L’incontro, che ha visto la partecipazione di rappresentanti istituzionali e tecnici del settore portuale, ha messo al centro il ruolo dei porti italiani come snodi vitali per la competitività nazionale. Tardino ha sottolineato l’importanza di una visione integrata e lungimirante per un mediterraneo un logistico: “La Sicilia, con la sua posizione strategica nel Mediterraneo, può e deve essere protagonista di una nuova stagione di investimenti e innovazione logistica e può farlo nella nuova strategia europea portuale della Commissione Europea e nel Patto per il Mediterraneo dove non può non esserci formalmente e sostanzialmente”.
Nel corso del dibattito, moderato dall’assessore regionale Pasquale Ciacciarelli, sono intervenuti anche Edoardo Rixi (Viceministro delle Infrastrutture e dei Trasporti), Eliseo Cuccaro (Presidente dell’Autorità del Mar Tirreno Centro Settentrionale) e Giovanni Gugliotti (Presidente dell’Autorità del Mar Ionio).

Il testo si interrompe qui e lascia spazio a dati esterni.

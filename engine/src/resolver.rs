// SPDX-License-Identifier: Apache-2.0

//! Fan-out resolution of a query pattern across the registered plugins.

use crate::envelope::Envelope;
use crate::error::{Error, ErrorKind};
use crate::id::{filter, Pattern};
use crate::registry::Registry;
use crate::util::time::now_unix_nanos;

/// The telemetry variation point: exactly one event per `GetSecrets`
/// fan-out, carrying the resulting envelope count. Exporting these events
/// anywhere beyond a log line is out of scope; the trait itself is not.
pub trait Tracker: Send + Sync {
	fn query_resolved(&self, pattern: &str, count: usize);
}

/// The only shipped [`Tracker`]: writes one log line per query.
pub struct LoggingTracker;

impl Tracker for LoggingTracker {
	fn query_resolved(&self, pattern: &str, count: usize) {
		log::info!("resolved query '{pattern}' to {count} envelope(s)");
	}
}

/// Fans a query out against `registry`'s current snapshot, returning the
/// merged envelopes or [`ErrorKind::NotFound`] if none of the relevant
/// plugins produced anything.
pub async fn get_secrets(
	registry: &Registry,
	query: &Pattern,
	tracker: &dyn Tracker,
) -> Result<Vec<Envelope>, Error> {
	let handles = registry.iterate().await;
	let mut results = Vec::new();

	for handle in handles {
		let Some(narrowed) = filter(handle.pattern(), query) else {
			continue;
		};

		match handle.get_secrets(&narrowed).await {
			Ok(envelopes) => {
				for mut envelope in envelopes {
					envelope.provider = handle.name().to_owned();
					if envelope.resolved_at_unix_nanos == 0 {
						envelope.resolved_at_unix_nanos = now_unix_nanos();
					}
					results.push(envelope);
				}
			}
			Err(e) if e.kind() == ErrorKind::NotFound => continue,
			Err(e) => {
				log::warn!("plugin '{}' failed to resolve '{}': {e}", handle.name(), query.string());
				continue;
			}
		}
	}

	tracker.query_resolved(query.string(), results.len());

	if results.is_empty() {
		return Err(Error::not_found(format!(
			"no plugin had a secret matching '{}'",
			query.string()
		)));
	}
	Ok(results)
}

#[cfg(test)]
mod tests {
	use super::*;
	use crate::builtin::StaticMapPlugin;
	use crate::id::Identifier;
	use crate::plugin::handle::RuntimeHandle;
	use std::collections::BTreeMap;
	use std::sync::Arc;

	struct NoopTracker;
	impl Tracker for NoopTracker {
		fn query_resolved(&self, _pattern: &str, _count: usize) {}
	}

	async fn register_static(registry: &Registry, name: &str, pattern: &str, secrets: &[(&str, &str)]) {
		let mut map = BTreeMap::new();
		for (id, value) in secrets {
			map.insert(Identifier::must_parse(id), value.as_bytes().to_vec());
		}
		let handle = Arc::new(RuntimeHandle::new_builtin(
			name.to_owned(),
			"1.0".into(),
			Pattern::must_parse(pattern),
			Arc::new(StaticMapPlugin::named(name, "1.0", map)),
		));
		registry.register(handle).await.unwrap();
	}

	#[tokio::test]
	async fn single_builtin_exact_match() {
		let registry = Registry::new();
		register_static(&registry, "B1", "**", &[("foo", "bar")]).await;

		let results = get_secrets(&registry, &Pattern::must_parse("foo"), &NoopTracker)
			.await
			.unwrap();
		assert_eq!(results.len(), 1);
		assert_eq!(results[0].id, "foo");
		assert_eq!(results[0].value.as_ref(), b"bar");
		assert_eq!(results[0].provider, "B1");
		assert_ne!(results[0].resolved_at_unix_nanos, 0);
	}

	#[tokio::test]
	async fn cross_plugin_match_both_providers_present() {
		let registry = Registry::new();
		register_static(&registry, "A", "**", &[("1password/my-secret", "s1")]).await;
		register_static(&registry, "Z", "**", &[("vault/my-secret", "s2")]).await;

		let mut results = get_secrets(&registry, &Pattern::must_parse("*/my-secret"), &NoopTracker)
			.await
			.unwrap();
		results.sort_by(|a, b| a.provider.cmp(&b.provider));
		assert_eq!(results.len(), 2);
		assert_eq!(results[0].provider, "A");
		assert_eq!(results[1].provider, "Z");
	}

	#[tokio::test]
	async fn not_found_when_nothing_matches() {
		let registry = Registry::new();
		register_static(&registry, "A", "**", &[("foo", "bar")]).await;

		let err = get_secrets(&registry, &Pattern::must_parse("missing"), &NoopTracker)
			.await
			.unwrap_err();
		assert_eq!(err.kind(), ErrorKind::NotFound);
	}

	#[tokio::test]
	async fn disjoint_plugin_is_skipped_without_calling_it() {
		let registry = Registry::new();
		register_static(&registry, "A", "foo/**", &[("foo/bar", "v")]).await;
		register_static(&registry, "B", "baz/**", &[("baz/qux", "v")]).await;

		let results = get_secrets(&registry, &Pattern::must_parse("foo/**"), &NoopTracker)
			.await
			.unwrap();
		assert_eq!(results.len(), 1);
		assert_eq!(results[0].provider, "A");
	}
}
// SPDX-License-Identifier: Apache-2.0

//! End-to-end exercises of the launch + registration + query loop against
//! the dummy-plugin test harness, a real child process rather than an
//! in-process stub. These are the scenarios a unit test inside `plugin::`
//! can't reach because they need an actual `exec` and an actual crash.

use secrets_engine::error::ErrorKind;
use secrets_engine::id::Pattern;
use secrets_engine::plugin::launch;
use secrets_engine::plugin::registration::EngineParams;
use secrets_engine::plugin::supervisor::{LaunchKind, Supervisor};
use secrets_engine::registry::Registry;
use std::path::PathBuf;
use std::time::Duration;

fn dummy_plugin_path() -> PathBuf {
	PathBuf::from(env!("CARGO_BIN_EXE_dummy-plugin"))
}

fn engine_params() -> EngineParams {
	EngineParams {
		engine_name: "secretsd".to_owned(),
		engine_version: "0.0.0-test".to_owned(),
		request_timeout: Duration::from_secs(5),
	}
}

#[tokio::test]
async fn well_behaved_plugin_registers_and_answers_queries() {
	let registry = Registry::new();
	let _guard = env_lock().lock().await;
	let handle = launch::start_engine_launched(
		&dummy_plugin_path(),
		"dummy",
		&registry,
		&engine_params(),
		Duration::from_secs(5),
		Duration::from_secs(2),
	)
	.await
	.expect("dummy plugin registers");

	assert_eq!(handle.name(), "dummy");

	let envelopes = handle
		.get_secrets(&Pattern::must_parse("dummy/only"))
		.await
		.expect("dummy plugin answers its one secret");
	assert_eq!(envelopes.len(), 1);
	assert_eq!(envelopes[0].id, "dummy/only");
	assert_eq!(envelopes[0].value.as_ref(), b"dummy-value");

	assert!(handle.close().await.is_ok());
}

#[tokio::test]
async fn engine_assigned_name_overrides_self_reported_name() {
	let registry = Registry::new();
	let _guard = env_lock().lock().await;
	// The dummy plugin reports whatever DUMMY_PLUGIN_NAME says (defaulting
	// to "dummy"); for an engine-launched plugin the name we pass here, not
	// the plugin's own, ends up on the handle.
	let handle = launch::start_engine_launched(
		&dummy_plugin_path(),
		"renamed",
		&registry,
		&engine_params(),
		Duration::from_secs(5),
		Duration::from_secs(2),
	)
	.await
	.expect("registers under the engine-assigned name");

	assert_eq!(handle.name(), "renamed");
	handle.close().await.ok();
}

#[tokio::test]
async fn crash_after_register_is_observable_through_the_handle() {
	let registry = Registry::new();
	// SAFETY: this process-wide env mutation is read only by the freshly
	// spawned child below, guarded from other tests by `env_lock`.
	let _guard = env_lock().lock().await;
	unsafe {
		std::env::set_var("DUMMY_PLUGIN_MODE", "crash_after_register");
	}
	let result = launch::start_engine_launched(
		&dummy_plugin_path(),
		"crasher",
		&registry,
		&engine_params(),
		Duration::from_secs(5),
		Duration::from_secs(2),
	)
	.await;
	unsafe {
		std::env::remove_var("DUMMY_PLUGIN_MODE");
	}

	let handle = result.expect("registration completes before the crash");
	handle.closed().await;

	let err = handle.close().await.expect_err("close reports the crash cause");
	assert_eq!(err.kind(), ErrorKind::PluginStoppedUnexpectedly);

	let err = handle
		.get_secrets(&Pattern::must_parse("dummy/only"))
		.await
		.expect_err("a subsequent call also observes the crash, not a generic i/o error");
	assert_eq!(err.kind(), ErrorKind::PluginStoppedUnexpectedly);
}

#[tokio::test]
async fn empty_engine_assigned_name_is_rejected_and_never_registered() {
	let registry = Registry::new();
	let _guard = env_lock().lock().await;
	// An engine-launched plugin's name comes entirely from the engine's
	// launch configuration; an empty one is a misconfiguration, not
	// something the plugin's own report can rescue.
	let result = launch::start_engine_launched(
		&dummy_plugin_path(),
		"",
		&registry,
		&engine_params(),
		Duration::from_secs(5),
		Duration::from_secs(2),
	)
	.await;

	let err = result.expect_err("empty name fails validation");
	assert_eq!(err.kind(), ErrorKind::InvalidName);
	assert_eq!(registry.len().await, 0);
}

#[tokio::test]
async fn slow_registration_times_out() {
	let registry = Registry::new();
	let _guard = env_lock().lock().await;
	unsafe {
		std::env::set_var("DUMMY_PLUGIN_MODE", "slow_register");
	}
	let result = launch::start_engine_launched(
		&dummy_plugin_path(),
		"slow",
		&registry,
		&engine_params(),
		Duration::from_millis(200),
		Duration::from_secs(2),
	)
	.await;
	unsafe {
		std::env::remove_var("DUMMY_PLUGIN_MODE");
	}

	let err = result.expect_err("registration does not complete within the deadline");
	assert_eq!(err.kind(), ErrorKind::RegistrationTimeout);
}

#[tokio::test]
async fn supervisor_start_all_does_not_block_on_a_plugin_that_fails_its_only_attempt() {
	let registry = Registry::new();
	let supervisor = Supervisor::new(
		registry.clone(),
		secrets_engine::plugin::supervisor::RetryPolicy {
			initial: Duration::from_millis(20),
			max_elapsed: Duration::from_millis(500),
			// Exactly one attempt: the point of this test is that
			// `start_all` doesn't wait around for retries, not that
			// retries themselves work (covered by the in-process test in
			// `supervisor`'s own unit tests).
			max_tries: 1,
		},
	);

	let _guard = env_lock().lock().await;
	unsafe {
		std::env::set_var("DUMMY_PLUGIN_MODE", "crash_immediately");
	}
	let plan = launch::engine_launched_plan(
		dummy_plugin_path(),
		"flaky".to_owned(),
		registry.clone(),
		engine_params(),
		Duration::from_secs(1),
		Duration::from_secs(1),
	);
	assert_eq!(plan.kind, LaunchKind::EngineLaunched);

	supervisor.start_all(vec![plan]).await;
	unsafe {
		std::env::remove_var("DUMMY_PLUGIN_MODE");
	}

	// start_all returned promptly despite the plugin never successfully
	// starting; it never made it into the registry.
	assert!(!registry.contains("flaky").await);

	assert!(supervisor.shutdown().await.is_ok());
}

/// Serializes the tests above that mutate `DUMMY_PLUGIN_MODE`: it's process
/// state, not per-test state, and the test harness runs this file's
/// `#[tokio::test]` functions concurrently by default.
fn env_lock() -> &'static tokio::sync::Mutex<()> {
	static LOCK: std::sync::OnceLock<tokio::sync::Mutex<()>> = std::sync::OnceLock::new();
	LOCK.get_or_init(|| tokio::sync::Mutex::new(()))
}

Le domande sono state poste da Davide Bordoni, Vincenzo Figuccia e Giuseppe Mattiani, rappresentanti regionali della Lega.
Tardino ha evidenziato come il sistema portuale é al centro delle politiche di sviluppo del Governo: “Investire nei porti significa investire nel lavoro, nella sostenibilità e nella sicurezza. È tempo di superare le frammentazioni e costruire una rete efficiente, moderna e interconnessa”.